Губы его казались строгими, возможно, потому, что он плотно сжимал зубы, словно сдерживая улыбку. Его длинные суженные к низу пальцы лежали на рукоятке пистолета, заткнутого за пояс. Одет он был так же, как и накануне ночью – в оленью кожу. Черная шляпа висела на тонком кожаном ремне у него за плечами. Поза Фонтейна свидетельствовала о напряженном ожидании. Он был из тех мужчин, которые всегда начеку.
Это был человек, с которым она могла бы иметь дело. В отличие от своего друга, он не был чужаком в этом диком суровом мире, к которому она привыкла. Как и она, Трой Фонтейн знал, как в нем выжить.
Она вдруг обнаружила, что смотрит ему прямо в глаза, слишком удивленная своей реакцией на его неотразимую внешность, чтобы сдвинуться с места. До того момента, как он вышел на поляну, Дэни думала, что никогда не видела такого красивого мужчину, как его друг. Но сейчас, когда она глядела в бездонные глаза Фонтейна и вела себя так, словно совершенно лишилась воли, она поняла, что на самом деле означает слово «красивый».
– Где… где индейцы? – наконец смогла выговорить Дэни, пытаясь рассеять чары.
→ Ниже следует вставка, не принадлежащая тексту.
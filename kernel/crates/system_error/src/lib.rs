#![allow(clippy::needless_return)]
#![allow(clippy::upper_case_acronyms)]

use core::fmt;

use num_derive::{FromPrimitive, ToPrimitive};

/// 控制台子系统使用的错误码，数值与posix errno一致，
/// ioctl 返回时通过 [`SystemError::to_posix_errno`] 转为负数。
#[repr(i32)]
#[derive(Debug, FromPrimitive, ToPrimitive, PartialEq, Eq, Clone, Copy, Hash)]
#[allow(dead_code, non_camel_case_types)]
pub enum SystemError {
    /// 操作不被允许 Operation not permitted.
    EPERM = 1,
    /// 没有指定的文件或目录 No such file or directory.
    ENOENT = 2,
    /// 没有这样的进程 No such process.
    ESRCH = 3,
    /// 被中断的函数 Interrupted function.
    EINTR = 4,
    /// I/O错误 I/O error.
    EIO = 5,
    /// 没有这样的设备或地址 No such device or address.
    ENXIO = 6,
    /// 参数列表过长，或者在输出buffer中缺少空间 Argument list too long.
    E2BIG = 7,
    /// 资源不可用，请重试。 Resource unavailable, try again.
    ///
    /// 操作将被禁止 Operation would block.
    EAGAIN_OR_EWOULDBLOCK = 11,
    /// 没有足够的空间 Not enough space.
    ENOMEM = 12,
    /// 错误的地址 Bad address
    EFAULT = 14,
    /// 设备或资源忙 Device or resource busy.
    EBUSY = 16,
    /// 没有指定的设备 No such device.
    ENODEV = 19,
    /// 不可用的参数 Invalid argument.
    EINVAL = 22,
    /// 不是一个tty Inappropriate I/O control operation.
    ENOTTY = 25,
    /// 设备上没有空间 No space left on device.
    ENOSPC = 28,
    /// 结果过大 Result too large.
    ERANGE = 34,
    /// 功能不支持 Function not supported.
    ENOSYS = 38,
    /// 不支持的操作 Operation not supported.
    EOPNOTSUPP_OR_ENOTSUP = 95,

    // === 以下错误码不应该被用户态程序使用 ===
    /// 系统调用被信号打断，需要重新执行
    ERESTARTSYS = 512,
    /// 没有对应的ioctlcmd
    ENOIOCTLCMD = 515,
}

/// 错误的大类，调用者根据大类决定重试、回退还是上报
#[derive(Debug, Clone, Copy, PartialEq, Eq)]
pub enum ErrorClass {
    /// 参数非法（例如越界的控制台编号）
    InvalidArgument,
    /// 调用者不是该tty的所有者，也没有配置权限
    PermissionDenied,
    /// 资源耗尽（没有空闲的控制台，字体过大）
    ResourceExhausted,
    /// 显示后端或者命令不支持
    NotSupported,
    /// 硬件暂时不可用，调用者可以重试
    TransientHardware,
    /// 阻塞等待被取消
    Interrupted,
    Other,
}

impl SystemError {
    /// @brief 把posix错误码转换为系统错误枚举类型。
    pub fn from_posix_errno(errno: i32) -> Option<SystemError> {
        // posix 错误码是小于0的
        if errno >= 0 {
            return None;
        }
        return <Self as num_traits::FromPrimitive>::from_i32(-errno);
    }

    /// @brief 把系统错误枚举类型转换为负数posix错误码。
    pub fn to_posix_errno(&self) -> i32 {
        return -(*self as i32);
    }

    /// 返回错误所属的大类
    pub fn class(&self) -> ErrorClass {
        match self {
            SystemError::EINVAL
            | SystemError::ENXIO
            | SystemError::EFAULT
            | SystemError::ERANGE
            | SystemError::ENOTTY
            | SystemError::ENODEV => ErrorClass::InvalidArgument,
            SystemError::EPERM => ErrorClass::PermissionDenied,
            SystemError::ENOMEM | SystemError::ENOSPC | SystemError::E2BIG => {
                ErrorClass::ResourceExhausted
            }
            SystemError::ENOSYS
            | SystemError::ENOIOCTLCMD
            | SystemError::EOPNOTSUPP_OR_ENOTSUP => ErrorClass::NotSupported,
            SystemError::EAGAIN_OR_EWOULDBLOCK | SystemError::EBUSY | SystemError::EIO => {
                ErrorClass::TransientHardware
            }
            SystemError::EINTR | SystemError::ERESTARTSYS => ErrorClass::Interrupted,
            _ => ErrorClass::Other,
        }
    }
}

impl fmt::Display for SystemError {
    fn fmt(&self, f: &mut fmt::Formatter<'_>) -> fmt::Result {
        write!(f, "{:?} ({})", self, self.to_posix_errno())
    }
}

impl std::error::Error for SystemError {}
– Ушли. Они ушли на рассвете. – Легкий акцент и улыбка, появившаяся в уголках его рта, смягчили эти отрывистые слова.
– Я тоже сейчас уеду, – сказала она.
По тому, как ее тянуло к Фонтейну, она поняла, что ей ради собственной безопасности нужно уехать подальше от этого человека. Она была уверена, что Джейк посоветовал бы ей сделать то же самое. Дэни взялась за седло получше и пошла к своей лошади.
– Я отправлюсь, как только вы освободите мой кофейник и котелок.
– Но… вы не можете уехать одна! – сказал Грейди испуганным голосом. Он все еще стоял на месте, не зная, что предпринять. – Трой, поговори с ней. Мы просто не можем позволить девушке уехать одной, правда?
Девушке! Услышав это слово, Дэни бросила седло на землю возле своего пони и резко повернулась к мужчинам. Руки ее сжались в кулаки, глаза остановились на Грейди Маддоксе. Черт бы подрал этого мужчину и его язык! Она перевела взгляд на Фонтейна, не обнаруживающего никакого беспокойства по поводу ее отъезда. Он налил горячий кофе в две оловянные кружки, а остаток вылил на землю.
– Она как-то приехала сюда, значит, сможет сама вернуться.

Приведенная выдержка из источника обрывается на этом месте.